Q.: When you start writing the characters, how do you have them in your head? Is it like you create them like a full image, he will look like this and he will talk like that and he will sort of have this outfit? Is it more, that you have a visual character in your head, when you start writin? [ Joss exhales.] And the other point is, do you really know, how it ends, when you start writing an episode for example.
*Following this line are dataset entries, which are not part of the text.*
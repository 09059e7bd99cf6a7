//! Common Error Types for the Custody Engine
//!
//! Root error for the binary and the ops surface. Modules keep their own
//! error enums and convert into this one at the edges.

use thiserror::Error;

use crate::chain::ChainError;
use crate::keys::KeyError;
use crate::registry::RegistryError;
use crate::storage::StorageError;

/// Root error type
#[derive(Debug, Error)]
pub enum EngineError {
    /// Configuration errors
    #[error("configuration error: {0}")]
    Config(#[from] super::config::ConfigError),

    /// Logging errors
    #[error("logging error: {0}")]
    Logging(#[from] super::logging::LoggingError),

    /// Storage errors
    #[error("storage error: {0}")]
    Storage(#[from] StorageError),

    /// Chain adapter errors
    #[error("chain error: {0}")]
    Chain(#[from] ChainError),

    /// Registry errors
    #[error("registry error: {0}")]
    Registry(#[from] RegistryError),

    /// Key material errors
    #[error("key error: {0}")]
    Key(#[from] KeyError),

    /// Validation errors
    #[error("validation error: {0}")]
    Validation(String),

    /// Internal errors
    #[error("internal error: {0}")]
    Internal(String),

    /// IO errors
    #[error("IO error: {0}")]
    Io(#[from] std::io::Error),
}

impl EngineError {
    /// Create a validation error
    pub fn validation(msg: impl Into<String>) -> Self {
        Self::Validation(msg.into())
    }

    /// Create an internal error
    pub fn internal(msg: impl Into<String>) -> Self {
        Self::Internal(msg.into())
    }

    /// Check if this is a retryable error
    pub fn is_retryable(&self) -> bool {
        match self {
            EngineError::Chain(e) => e.is_transient(),
            EngineError::Storage(StorageError::Connection(_))
            | EngineError::Storage(StorageError::Database(_))
            | EngineError::Io(_) => true,
            _ => false,
        }
    }

    /// Get error code for API responses
    pub fn error_code(&self) -> &'static str {
        match self {
            EngineError::Config(_) => "CONFIG_ERROR",
            EngineError::Logging(_) => "LOGGING_ERROR",
            EngineError::Storage(_) => "STORAGE_ERROR",
            EngineError::Chain(_) => "CHAIN_ERROR",
            EngineError::Registry(RegistryError::UnknownCoin(_)) => "UNKNOWN_COIN",
            EngineError::Registry(_) => "REGISTRY_ERROR",
            EngineError::Key(_) => "KEY_ERROR",
            EngineError::Validation(_) => "VALIDATION_ERROR",
            EngineError::Internal(_) => "INTERNAL_ERROR",
            EngineError::Io(_) => "IO_ERROR",
        }
    }
}

/// Result type alias using EngineError
pub type Result<T> = std::result::Result<T, EngineError>;

#[cfg(test)]
mod tests {
    use super::*;

    #[test]
    fn test_error_codes() {
        let err = EngineError::validation("bad amount");
        assert!(err.to_string().contains("bad amount"));
        assert_eq!(err.error_code(), "VALIDATION_ERROR");

        let err: EngineError = RegistryError::UnknownCoin("DOGE_DOGE_BTC".into()).into();
        assert_eq!(err.error_code(), "UNKNOWN_COIN");
    }

    #[test]
    fn test_retryable_errors() {
        assert!(EngineError::from(ChainError::Rpc("timeout".into())).is_retryable());
        assert!(EngineError::from(StorageError::Connection("pool".into())).is_retryable());
        assert!(!EngineError::validation("invalid input").is_retryable());
        assert!(!EngineError::from(StorageError::Duplicate("tx".into())).is_retryable());
    }
}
JW: Uhm, I’ll answer the second part first, cause I am crazy that way. I absolutely know the end, I can’t write a word - there a a couple of exceptions - but I can’t write a word, until I know exactly where I’m heading. Because that word might get me there. I can’t, you know, I’m not gonna write a sprawling novel about one family’s journey through the wilderness, because I don’t know, what is waiting on the other side. I’m a structure guy (I think somethink like "guy" or "freak", I couldn’t understand it clearly. Maybe, I should check my ears.), I not only make outlines, I make charts and graphs about who is in what scene and what do we know and what do they know and when do they match and when is it funny and when it is exciting. With lots of colors, it is really like cool actually. And you know, because if I don’t know these things, then I’m almost paralyzed. And the work will not be as good. When I am creating a character, I’ll have a look in mind, not a person. I never write... well, obviously, I wrote "Serenity" with particular actors in mind, because of "Firefly". God, that made it a lot of easier, but generally speaking, I need an idea of the person, I need a look, you know, an outfit and I need a name. That’s a really big problem for me, because coming up with names is really hard and names are increadibly important and I’ve literally been like blocked for three days, because I couldn’t come up with a name. The worst example of that was the Operative. Where I worked forever to come up with this name - finally came up with a name I liked not very well. And uhm, everytime he has told somebody his name, I found it been [...] like chopped in there. I finally realized, I couldn’t think of this guy’s name, because HE DOESN’T HAVE ONE! And I had lost like four days of writing, literally, unable to write, because I didn’t know the guy’s name. It is very important to me. It tells me so much about the men, which is good, because that means, it usually tells the audience something about them as well. They did ask me, while I did the series, to change Jayne’s name. Because they said, it confuses people, but then I didn’t. Maybe that is why they cancelled it.

Well, now who? You?

[a lot of noise, so the following lines aren’t exact, but the meaning is right.]

Reporter.: Him.

Q.: First of all many thanks, being here is a great honour for all of us. I think we are probably all nerds, as well.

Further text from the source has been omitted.